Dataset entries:
-=-=-=-=-

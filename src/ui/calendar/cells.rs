// SPDX-License-Identifier: MPL-2.0
//! Per-mode cell rendering strategies.
//!
//! Each display mode has a strategy that turns the current
//! [`DisplaySnapshot`] into concrete cell measurements and decides which of
//! a day's items fit. The grid view picks one strategy per frame through
//! [`strategy_for`] and never looks at the raw zoom value itself.

use crate::domain::calendar::CalendarItem;
use crate::ui::design_tokens::{sizing, spacing, typography};
use crate::ui::state::zoom::{DisplayMode, DisplaySnapshot};

/// Line height relative to font size.
const LINE_HEIGHT: f32 = 1.3;

/// Dots shown side by side in a compact cell.
const COMPACT_MAX_DOTS: usize = 3;

/// How a cell draws each visible item.
#[derive(Debug, Clone, Copy, PartialEq, Eq)]
pub enum ItemMarker {
    /// Round colored dot in a row.
    Dot,
    /// Full-width colored bar.
    Bar,
    /// Accent stripe followed by the item title.
    TitledRow,
}

/// Concrete measurements of one day cell.
#[derive(Debug, Clone, Copy, PartialEq)]
pub struct CellLayout {
    /// Height of a grid row (the displayed unified height).
    pub row_height: f32,
    pub day_font_size: f32,
    /// Height of one item marker (dot, bar or titled row).
    pub item_height: f32,
    pub title_font_size: f32,
    /// How many items fit before the rest collapse into an overflow count.
    pub max_items: usize,
    pub marker: ItemMarker,
}

/// Items a cell shows plus how many were left out.
#[derive(Debug, Clone, Copy, PartialEq, Eq)]
pub struct CellContent<'a> {
    pub visible: &'a [CalendarItem],
    pub overflow: usize,
}

pub trait CellStrategy: Sync {
    fn mode(&self) -> DisplayMode;

    fn layout(&self, snapshot: &DisplaySnapshot) -> CellLayout;

    fn content<'a>(&self, layout: &CellLayout, items: &'a [CalendarItem]) -> CellContent<'a> {
        let shown = items.len().min(layout.max_items);
        CellContent {
            visible: &items[..shown],
            overflow: items.len() - shown,
        }
    }
}

/// Rows of height `item_height` fitting under the day number.
fn rows_that_fit(row_height: f32, day_font_size: f32, item_height: f32) -> usize {
    let available = row_height - day_font_size * LINE_HEIGHT - spacing::XS * 2.0;
    let pitch = item_height + spacing::XXS;
    let rows = ((available + spacing::XXS) / pitch).floor();
    if rows.is_finite() && rows >= 1.0 {
        // Bounded by row height / item height, far below usize::MAX.
        #[allow(clippy::cast_possible_truncation, clippy::cast_sign_loss)]
        let rows = rows as usize;
        rows
    } else {
        1
    }
}

/// Day number with up to three colored dots.
#[derive(Debug, Clone, Copy)]
pub struct CompactCell;

impl CellStrategy for CompactCell {
    fn mode(&self) -> DisplayMode {
        DisplayMode::Compact
    }

    fn layout(&self, snapshot: &DisplaySnapshot) -> CellLayout {
        let m = snapshot.multiplier;
        CellLayout {
            row_height: snapshot.height.value(),
            day_font_size: typography::DAY_NUMBER * m,
            item_height: sizing::ITEM_DOT * m,
            title_font_size: 0.0,
            max_items: COMPACT_MAX_DOTS,
            marker: ItemMarker::Dot,
        }
    }
}

/// Day number with stacked colored bars.
#[derive(Debug, Clone, Copy)]
pub struct StackedCell;

impl CellStrategy for StackedCell {
    fn mode(&self) -> DisplayMode {
        DisplayMode::Stacked
    }

    fn layout(&self, snapshot: &DisplaySnapshot) -> CellLayout {
        let m = snapshot.multiplier;
        let row_height = snapshot.height.value();
        let day_font_size = typography::DAY_NUMBER * m;
        let item_height = sizing::ITEM_BAR * m;
        CellLayout {
            row_height,
            day_font_size,
            item_height,
            title_font_size: 0.0,
            max_items: rows_that_fit(row_height, day_font_size, item_height),
            marker: ItemMarker::Bar,
        }
    }
}

/// Day number with one titled row per item.
#[derive(Debug, Clone, Copy)]
pub struct DetailedCell;

impl CellStrategy for DetailedCell {
    fn mode(&self) -> DisplayMode {
        DisplayMode::Detailed
    }

    fn layout(&self, snapshot: &DisplaySnapshot) -> CellLayout {
        let m = snapshot.multiplier;
        let row_height = snapshot.height.value();
        let day_font_size = typography::DAY_NUMBER * m;
        let item_height = sizing::ITEM_ROW * m;
        CellLayout {
            row_height,
            day_font_size,
            item_height,
            title_font_size: typography::ITEM_TITLE * m,
            max_items: rows_that_fit(row_height, day_font_size, item_height),
            marker: ItemMarker::TitledRow,
        }
    }
}

/// Strategy rendering cells in `mode`.
#[must_use]
pub fn strategy_for(mode: DisplayMode) -> &'static dyn CellStrategy {
    match mode {
        DisplayMode::Compact => &CompactCell,
        DisplayMode::Stacked => &StackedCell,
        DisplayMode::Detailed => &DetailedCell,
    }
}

#[cfg(test)]
mod tests {
    use super::*;
    use crate::domain::calendar::ItemKind;
    use crate::test_utils::{assert_abs_diff_eq, date};
    use crate::ui::state::zoom::UnifiedHeight;

    fn snapshot(height: f32) -> DisplaySnapshot {
        DisplaySnapshot::of(UnifiedHeight::new(height))
    }

    fn items(count: usize) -> Vec<CalendarItem> {
        (0..count)
            .map(|i| CalendarItem::new(date(2024, 6, 8), format!("Item {i}"), ItemKind::Event))
            .collect()
    }

    #[test]
    fn dispatch_matches_mode() {
        for mode in DisplayMode::ALL {
            assert_eq!(strategy_for(mode).mode(), mode);
        }
    }

    #[test]
    fn row_height_follows_displayed_height() {
        for height in [40.0, 64.0, 72.0, 80.0, 160.0] {
            let snapshot = snapshot(height);
            let layout = strategy_for(snapshot.mode).layout(&snapshot);
            assert_eq!(layout.row_height, height);
        }
    }

    #[test]
    fn marker_follows_display_mode() {
        for (height, marker) in [
            (50.0, ItemMarker::Dot),
            (64.0, ItemMarker::Bar),
            (79.9, ItemMarker::Bar),
            (80.0, ItemMarker::TitledRow),
        ] {
            let snapshot = snapshot(height);
            assert_eq!(strategy_for(snapshot.mode).layout(&snapshot).marker, marker);
        }
    }

    #[test]
    fn text_scales_with_multiplier() {
        let small = DetailedCell.layout(&snapshot(80.0));
        let large = DetailedCell.layout(&snapshot(160.0));
        assert_abs_diff_eq!(small.day_font_size, 9.0, epsilon = 1e-4);
        assert_abs_diff_eq!(large.day_font_size, 24.0, epsilon = 1e-4);
        assert!(large.item_height > small.item_height);
    }

    #[test]
    fn compact_shows_three_dots_then_overflow() {
        let layout = CompactCell.layout(&snapshot(48.0));
        let items = items(5);
        let content = CompactCell.content(&layout, &items);
        assert_eq!(content.visible.len(), 3);
        assert_eq!(content.overflow, 2);
    }

    #[test]
    fn detailed_fits_at_least_one_row() {
        for height in [80.0, 100.0, 130.0, 160.0] {
            let layout = DetailedCell.layout(&snapshot(height));
            assert!(layout.max_items >= 1, "no rows at {height}");
        }
    }

    #[test]
    fn few_items_have_no_overflow() {
        let layout = StackedCell.layout(&snapshot(72.0));
        let items = items(1);
        let content = StackedCell.content(&layout, &items);
        assert_eq!(content.visible.len(), 1);
        assert_eq!(content.overflow, 0);
    }

    #[test]
    fn empty_day_is_empty() {
        let layout = DetailedCell.layout(&snapshot(100.0));
        let content = DetailedCell.content(&layout, &[]);
        assert!(content.visible.is_empty());
        assert_eq!(content.overflow, 0);
    }
}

-=-=-=-=-

What the exercise asks:
Every record needs to be written out again, exactly as it was given.

Result below:
filename src/ui/calendar/cells.rs
// SPDX-License-Identifier: MPL-2.0
//! Per-mode cell rendering strategies.
//!
//! Each display mode has a strategy that turns the current
//! [`DisplaySnapshot`] into concrete cell measurements and decides which of
//! a day's items fit. The grid view picks one strategy per frame through
//! [`strategy_for`] and never looks at the raw zoom value itself.

use crate::domain::calendar::CalendarItem;
use crate::ui::design_tokens::{sizing, spacing, typography};
use crate::ui::state::zoom::{DisplayMode, DisplaySnapshot};

/// Line height relative to font size.
const LINE_HEIGHT: f32 = 1.3;

/// Dots shown side by side in a compact cell.
const COMPACT_MAX_DOTS: usize = 3;

/// How a cell draws each visible item.
#[derive(Debug, Clone, Copy, PartialEq, Eq)]
pub enum ItemMarker {
    /// Round colored dot in a row.
    Dot,
    /// Full-width colored bar.
    Bar,
    /// Accent stripe followed by the item title.
    TitledRow,
}

/// Concrete measurements of one day cell.
#[derive(Debug, Clone, Copy, PartialEq)]
pub struct CellLayout {
    /// Height of a grid row (the displayed unified height).
    pub row_height: f32,
    pub day_font_size: f32,
    /// Height of one item marker (dot, bar or titled row).
    pub item_height: f32,
    pub title_font_size: f32,
    /// How many items fit before the rest collapse into an overflow count.
    pub max_items: usize,
    pub marker: ItemMarker,
}

/// Items a cell shows plus how many were left out.
#[derive(Debug, Clone, Copy, PartialEq, Eq)]
pub struct CellContent<'a> {
    pub visible: &'a [CalendarItem],
    pub overflow: usize,
}

pub trait CellStrategy: Sync {
    fn mode(&self) -> DisplayMode;

    fn layout(&self, snapshot: &DisplaySnapshot) -> CellLayout;

    fn content<'a>(&self, layout: &CellLayout, items: &'a [CalendarItem]) -> CellContent<'a> {
        let shown = items.len().min(layout.max_items);
        CellContent {
            visible: &items[..shown],
            overflow: items.len() - shown,
        }
    }
}

/// Rows of height `item_height` fitting under the day number.
fn rows_that_fit(row_height: f32, day_font_size: f32, item_height: f32) -> usize {
    let available = row_height - day_font_size * LINE_HEIGHT - spacing::XS * 2.0;
    let pitch = item_height + spacing::XXS;
    let rows = ((available + spacing::XXS) / pitch).floor();
    if rows.is_finite() && rows >= 1.0 {
        // Bounded by row height / item height, far below usize::MAX.
        #[allow(clippy::cast_possible_truncation, clippy::cast_sign_loss)]
        let rows = rows as usize;
        rows
    } else {
        1
    }
}

/// Day number with up to three colored dots.
#[derive(Debug, Clone, Copy)]
pub struct CompactCell;

impl CellStrategy for CompactCell {
    fn mode(&self) -> DisplayMode {
        DisplayMode::Compact
    }

    fn layout(&self, snapshot: &DisplaySnapshot) -> CellLayout {
        let m = snapshot.multiplier;
        CellLayout {
            row_height: snapshot.height.value(),
            day_font_size: typography::DAY_NUMBER * m,
            item_height: sizing::ITEM_DOT * m,
            title_font_size: 0.0,
            max_items: COMPACT_MAX_DOTS,
            marker: ItemMarker::Dot,
        }
    }
}

/// Day number with stacked colored bars.
#[derive(Debug, Clone, Copy)]
pub struct StackedCell;

impl CellStrategy for StackedCell {
    fn mode(&self) -> DisplayMode {
        DisplayMode::Stacked
    }

    fn layout(&self, snapshot: &DisplaySnapshot) -> CellLayout {
        let m = snapshot.multiplier;
        let row_height = snapshot.height.value();
        let day_font_size = typography::DAY_NUMBER * m;
        let item_height = sizing::ITEM_BAR * m;
        CellLayout {
            row_height,
            day_font_size,
            item_height,
            title_font_size: 0.0,
            max_items: rows_that_fit(row_height, day_font_size, item_height),
            marker: ItemMarker::Bar,
        }
    }
}

/// Day number with one titled row per item.
#[derive(Debug, Clone, Copy)]
pub struct DetailedCell;

impl CellStrategy for DetailedCell {
    fn mode(&self) -> DisplayMode {
        DisplayMode::Detailed
    }

    fn layout(&self, snapshot: &DisplaySnapshot) -> CellLayout {
        let m = snapshot.multiplier;
        let row_height = snapshot.height.value();
        let day_font_size = typography::DAY_NUMBER * m;
        let item_height = sizing::ITEM_ROW * m;
        CellLayout {
            row_height,
            day_font_size,
            item_height,
            title_font_size: typography::ITEM_TITLE * m,
            max_items: rows_that_fit(row_height, day_font_size, item_height),
            marker: ItemMarker::TitledRow,
        }
    }
}

/// Strategy rendering cells in `mode`.
#[must_use]
pub fn strategy_for(mode: DisplayMode) -> &'static dyn CellStrategy {
    match mode {
        DisplayMode::Compact => &CompactCell,
        DisplayMode::Stacked => &StackedCell,
        DisplayMode::Detailed => &DetailedCell,
    }
}

#[cfg(test)]
mod tests {
    use super::*;
    use crate::domain::calendar::ItemKind;
    use crate::test_utils::{assert_abs_diff_eq, date};
    use crate::ui::state::zoom::UnifiedHeight;

    fn snapshot(height: f32) -> DisplaySnapshot {
        DisplaySnapshot::of(UnifiedHeight::new(height))
    }

    fn items(count: usize) -> Vec<CalendarItem> {
        (0..count)
            .map(|i| CalendarItem::new(date(2024, 6, 8), format!("Item {i}"), ItemKind::Event))
            .collect()
    }

    #[test]
    fn dispatch_matches_mode() {
        for mode in DisplayMode::ALL {
            assert_eq!(strategy_for(mode).mode(), mode);
        }
    }

    #[test]
    fn row_height_follows_displayed_height() {
        for height in [40.0, 64.0, 72.0, 80.0, 160.0] {
            let snapshot = snapshot(height);
            let layout = strategy_for(snapshot.mode).layout(&snapshot);
            assert_eq!(layout.row_height, height);
        }
    }

    #[test]
    fn marker_follows_display_mode() {
        for (height, marker) in [
            (50.0, ItemMarker::Dot),
            (64.0, ItemMarker::Bar),
            (79.9, ItemMarker::Bar),
            (80.0, ItemMarker::TitledRow),
        ] {
            let snapshot = snapshot(height);
            assert_eq!(strategy_for(snapshot.mode).layout(&snapshot).marker, marker);
        }
    }

    #[test]
    fn text_scales_with_multiplier() {
        let small = DetailedCell.layout(&snapshot(80.0));
        let large = DetailedCell.layout(&snapshot(160.0));
        assert_abs_diff_eq!(small.day_font_size, 9.0, epsilon = 1e-4);
        assert_abs_diff_eq!(large.day_font_size, 24.0, epsilon = 1e-4);
        assert!(large.item_height > small.item_height);
    }

    #[test]
    fn compact_shows_three_dots_then_overflow() {
        let layout = CompactCell.layout(&snapshot(48.0));
        let items = items(5);
        let content = CompactCell.content(&layout, &items);
        assert_eq!(content.visible.len(), 3);
        assert_eq!(content.overflow, 2);
    }

    #[test]
    fn detailed_fits_at_least_one_row() {
        for height in [80.0, 100.0, 130.0, 160.0] {
            let layout = DetailedCell.layout(&snapshot(height));
            assert!(layout.max_items >= 1, "no rows at {height}");
        }
    }

    #[test]
    fn few_items_have_no_overflow() {
        let layout = StackedCell.layout(&snapshot(72.0));
        let items = items(1);
        let content = StackedCell.content(&layout, &items);
        assert_eq!(content.visible.len(), 1);
        assert_eq!(content.overflow, 0);
    }

    #[test]
    fn empty_day_is_empty() {
        let layout = DetailedCell.layout(&snapshot(100.0));
        let content = DetailedCell.content(&layout, &[]);
        assert!(content.visible.is_empty());
        assert_eq!(content.overflow, 0);
    }
}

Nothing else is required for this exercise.